**Directions**
Find every line in the records that holds the string "over". Copy each one.

───── The input ─────

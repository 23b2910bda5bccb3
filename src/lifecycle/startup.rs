//! Startup orchestration.
//!
//! # Responsibilities
//! - Start the metrics exporter when enabled
//! - Build the server and bind the listener
//! - Tie OS signals to graceful shutdown
//!
//! # Design Decisions
//! - Expects an already validated configuration
//! - Subsystems initialize in order, not concurrently

use thiserror::Error;
use tokio::net::TcpListener;

use crate::config::ReflectorConfig;
use crate::http::{ReflectorServer, ServerError};
use crate::lifecycle::{wait_for_signal, Shutdown};
use crate::observability::metrics;

/// Errors that abort startup.
#[derive(Debug, Error)]
pub enum StartupError {
    #[error("failed to bind {address}: {source}")]
    Bind {
        address: String,
        source: std::io::Error,
    },

    #[error("invalid metrics address {0:?}")]
    MetricsAddress(String),

    #[error("failed to start metrics exporter: {0}")]
    Metrics(#[from] metrics_exporter_prometheus::BuildError),

    #[error(transparent)]
    Server(#[from] ServerError),
}

/// Run the reflector until SIGINT/SIGTERM.
pub async fn run(config: ReflectorConfig) -> Result<(), StartupError> {
    tracing::info!(
        bind_address = %config.listener.bind_address,
        upstream = %config.upstream.origin,
        image_origin = %config.page.image_origin,
        request_timeout_secs = config.timeouts.request_secs,
        "Configuration loaded"
    );

    if config.observability.metrics_enabled {
        let addr = config
            .observability
            .metrics_address
            .parse()
            .map_err(|_| StartupError::MetricsAddress(config.observability.metrics_address.clone()))?;
        metrics::init_metrics(addr)?;
    }

    let server = ReflectorServer::new(config)?;

    let address = server.config().listener.bind_address.clone();
    let listener = TcpListener::bind(&address)
        .await
        .map_err(|source| StartupError::Bind { address, source })?;

    let shutdown = Shutdown::new();
    let server_shutdown = shutdown.subscribe();
    tokio::spawn(async move {
        wait_for_signal().await;
        shutdown.trigger();
    });

    server.run(listener, server_shutdown).await?;

    tracing::info!("Shutdown complete");
    Ok(())
}
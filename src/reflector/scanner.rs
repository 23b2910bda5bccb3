//! Streaming meta-tag scanner.
//!
//! # Responsibilities
//! - Push the upstream body through an `lol_html` rewriter chunk by chunk
//! - Bind one `meta` selector per tracked field
//! - Capture the `content` attribute of every match into its slot
//!
//! # Design Decisions
//! - No tree is built and the rewritten output is discarded; only the
//!   element handlers matter
//! - Markup the tokenizer has to buffer is capped by `MemorySettings`;
//!   going over the cap fails the scan
//! - The rewriter is not `Send`, so `scan_body` owns it on the blocking
//!   pool and hands it chunks over a bounded channel
//! - Attribute values are captured as `lol_html` reports them, without
//!   character reference decoding

use std::borrow::Cow;
use std::cell::RefCell;
use std::rc::Rc;

use bytes::Bytes;
use lol_html::errors::RewritingError;
use lol_html::{element, ElementContentHandlers, HtmlRewriter, MemorySettings, Selector, Settings};
use tokio::sync::mpsc;

use crate::reflector::types::{Field, MetadataRecord, ReflectError, ReflectResult};
use crate::reflector::upstream::UpstreamBody;

/// Default cap on markup buffered while scanning one body.
pub const DEFAULT_SCAN_MEMORY_LIMIT: usize = 4 * 1024 * 1024;

/// One selector bound to a capture slot.
#[derive(Debug, Clone, Copy)]
pub struct CaptureRule {
    pub selector: &'static str,
    pub field: Field,
}

/// The tags the reflector cares about.
pub static CAPTURE_RULES: [CaptureRule; 4] = [
    CaptureRule {
        selector: r#"meta[property="og:type"]"#,
        field: Field::OgType,
    },
    CaptureRule {
        selector: r#"meta[property="og:title"]"#,
        field: Field::OgTitle,
    },
    CaptureRule {
        selector: r#"meta[property="og:description"]"#,
        field: Field::OgDescription,
    },
    CaptureRule {
        selector: r#"meta[name="theme-color"]"#,
        field: Field::ThemeColor,
    },
];

const CAPTURED_ATTRIBUTE: &str = "content";

const PREALLOCATED_BUFFER_BYTES: usize = 1024;

/// Chunks in flight between the body reader and the scanner.
const CHUNK_QUEUE_DEPTH: usize = 16;

type Sink = fn(&[u8]);

fn discard(_: &[u8]) {}

/// Incremental scanner fed with body chunks.
pub struct MetaScanner {
    rewriter: HtmlRewriter<'static, Sink>,
    record: Rc<RefCell<MetadataRecord>>,
}

impl MetaScanner {
    /// Create a scanner matching [`CAPTURE_RULES`] that buffers at most
    /// `memory_limit` bytes of markup.
    pub fn new(memory_limit: usize) -> Self {
        let record = Rc::new(RefCell::new(MetadataRecord::default()));

        let mut memory = MemorySettings::default();
        memory.max_allowed_memory_usage = memory_limit;
        memory.preallocated_parsing_buffer_size = PREALLOCATED_BUFFER_BYTES.min(memory_limit);

        let settings = Settings {
            element_content_handlers: CAPTURE_RULES
                .iter()
                .map(|rule| capture_handler(rule, &record))
                .collect(),
            memory_settings: memory,
            strict: false,
            ..Settings::new()
        };

        Self {
            rewriter: HtmlRewriter::new(settings, discard as Sink),
            record,
        }
    }

    /// Feed the next chunk of the document.
    pub fn feed(&mut self, chunk: &[u8]) -> ReflectResult<()> {
        self.rewriter.write(chunk).map_err(scan_error)
    }

    /// Signal end of input and return what was captured.
    pub fn finish(self) -> ReflectResult<MetadataRecord> {
        self.rewriter.end().map_err(scan_error)?;
        Ok(self.record.take())
    }
}

/// Every match assigns its slot, so the last one wins; a match without
/// `content` clears it.
fn capture_handler(
    rule: &CaptureRule,
    record: &Rc<RefCell<MetadataRecord>>,
) -> (Cow<'static, Selector>, ElementContentHandlers<'static>) {
    let record = Rc::clone(record);
    let field = rule.field;
    element!(rule.selector, move |el| {
        *record.borrow_mut().slot_mut(field) = el.get_attribute(CAPTURED_ATTRIBUTE);
        Ok(())
    })
}

fn scan_error(err: RewritingError) -> ReflectError {
    ReflectError::Scan(err.to_string())
}

/// Drive `body` to completion through a [`MetaScanner`].
pub async fn scan_body<B: UpstreamBody>(
    mut body: B,
    memory_limit: usize,
) -> ReflectResult<MetadataRecord> {
    let (tx, mut rx) = mpsc::channel::<Bytes>(CHUNK_QUEUE_DEPTH);
    let scan = tokio::task::spawn_blocking(move || {
        let mut scanner = MetaScanner::new(memory_limit);
        while let Some(chunk) = rx.blocking_recv() {
            scanner.feed(&chunk)?;
        }
        scanner.finish()
    });

    let mut total = 0usize;
    while let Some(chunk) = body.next_chunk().await? {
        total += chunk.len();
        if tx.send(chunk).await.is_err() {
            // Scanner stopped early; its result carries the reason.
            break;
        }
    }
    drop(tx);
    tracing::trace!(bytes = total, "Upstream body drained");

    scan.await.map_err(|err| ReflectError::Scan(err.to_string()))?
}

/// Scan an in-memory document in one go.
pub fn scan_document(document: impl AsRef<[u8]>) -> ReflectResult<MetadataRecord> {
    let mut scanner = MetaScanner::new(DEFAULT_SCAN_MEMORY_LIMIT);
    scanner.feed(document.as_ref())?;
    scanner.finish()
}
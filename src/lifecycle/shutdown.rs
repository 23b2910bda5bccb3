//! Shutdown coordination.

use tokio::sync::broadcast;

/// Fans one shutdown trigger out to every subscribed task.
#[derive(Debug)]
pub struct Shutdown {
    tx: broadcast::Sender<()>,
}

impl Shutdown {
    pub fn new() -> Self {
        let (tx, _) = broadcast::channel(1);
        Self { tx }
    }

    pub fn subscribe(&self) -> broadcast::Receiver<()> {
        self.tx.subscribe()
    }

    /// Fire the signal. Having no subscribers left is not an error.
    pub fn trigger(&self) {
        let _ = self.tx.send(());
    }
}

impl Default for Shutdown {
    fn default() -> Self {
        Self::new()
    }
}
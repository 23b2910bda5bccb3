//! HTTP server setup and configuration.
//!
//! # Responsibilities
//! - Create Axum Router with the reflect handler on every path and method
//! - Wire up middleware (tracing, timeout, request ID)
//! - Bind server to listener
//! - Record per-request metrics

use axum::{
    extract::State,
    http::{HeaderMap, Uri},
    response::{IntoResponse, Response},
    routing::any,
    Router,
};
use std::sync::Arc;
use std::time::{Duration, Instant};
use thiserror::Error;
use tokio::net::TcpListener;
use tokio::sync::broadcast;
use tower_http::{
    request_id::{MakeRequestUuid, PropagateRequestIdLayer, SetRequestIdLayer},
    timeout::TimeoutLayer,
    trace::TraceLayer,
};

use crate::config::ReflectorConfig;
use crate::http::request::request_id;
use crate::observability::metrics;
use crate::reflector::{HttpUpstream, PageTemplate, Reflector};

/// Errors raised while building or running the server.
#[derive(Debug, Error)]
pub enum ServerError {
    #[error("failed to build upstream client: {0}")]
    Client(#[from] reqwest::Error),

    #[error("server I/O error: {0}")]
    Io(#[from] std::io::Error),
}

/// Application state injected into handlers.
#[derive(Clone)]
pub struct AppState {
    pub reflector: Arc<Reflector<HttpUpstream>>,
}

/// HTTP server for the reflector.
pub struct ReflectorServer {
    router: Router,
    config: ReflectorConfig,
}

impl ReflectorServer {
    /// Create a new HTTP server with the given configuration.
    pub fn new(config: ReflectorConfig) -> Result<Self, ServerError> {
        let upstream = HttpUpstream::new(&config.upstream)?;
        let reflector = Reflector::new(
            upstream,
            &config.upstream.origin,
            PageTemplate::new(&config.page),
        )
        .with_scan_memory_limit(config.upstream.scan_memory_limit_bytes);

        let state = AppState {
            reflector: Arc::new(reflector),
        };

        let router = Self::build_router(&config, state);
        Ok(Self { router, config })
    }

    /// Build the Axum router with all middleware layers.
    #[allow(deprecated)]
    fn build_router(config: &ReflectorConfig, state: AppState) -> Router {
        Router::new()
            .route("/{*path}", any(reflect_handler))
            .route("/", any(reflect_handler))
            .with_state(state)
            .layer(TimeoutLayer::new(Duration::from_secs(config.timeouts.request_secs)))
            .layer(PropagateRequestIdLayer::x_request_id())
            .layer(TraceLayer::new_for_http())
            .layer(SetRequestIdLayer::x_request_id(MakeRequestUuid))
    }

    /// The router, for driving the server in-process.
    pub fn router(&self) -> Router {
        self.router.clone()
    }

    /// Run the server until `shutdown` fires, then drain in-flight requests.
    pub async fn run(
        self,
        listener: TcpListener,
        mut shutdown: broadcast::Receiver<()>,
    ) -> Result<(), ServerError> {
        let addr = listener.local_addr()?;
        tracing::info!(
            address = %addr,
            upstream = %self.config.upstream.origin,
            "HTTP server starting"
        );

        axum::serve(listener, self.router)
            .with_graceful_shutdown(async move {
                let _ = shutdown.recv().await;
                tracing::info!("Shutdown signal received");
            })
            .await?;

        tracing::info!("HTTP server stopped");
        Ok(())
    }

    /// Get a reference to the config.
    pub fn config(&self) -> &ReflectorConfig {
        &self.config
    }
}

/// Reflects the requested path. Method, query and body are ignored.
async fn reflect_handler(State(state): State<AppState>, uri: Uri, headers: HeaderMap) -> Response {
    let start_time = Instant::now();
    let request_id = request_id(&headers);
    let path = uri.path();

    tracing::debug!(request_id = %request_id, path = %path, "Reflecting request");

    match state.reflector.reflect(path).await {
        Ok(reflection) => {
            let outcome = reflection.outcome();
            tracing::info!(
                request_id = %request_id,
                path = %path,
                outcome,
                "Request reflected"
            );
            metrics::record_reflection(outcome, start_time);
            reflection.into_response()
        }
        Err(e) => {
            tracing::error!(request_id = %request_id, path = %path, error = %e, "Upstream error");
            metrics::record_reflection(metrics::UPSTREAM_FAILURE, start_time);
            e.into_response()
        }
    }
}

─────

**Your solution**
//!   going over the cap fails the scan
//!   pool and hands it chunks over a bounded channel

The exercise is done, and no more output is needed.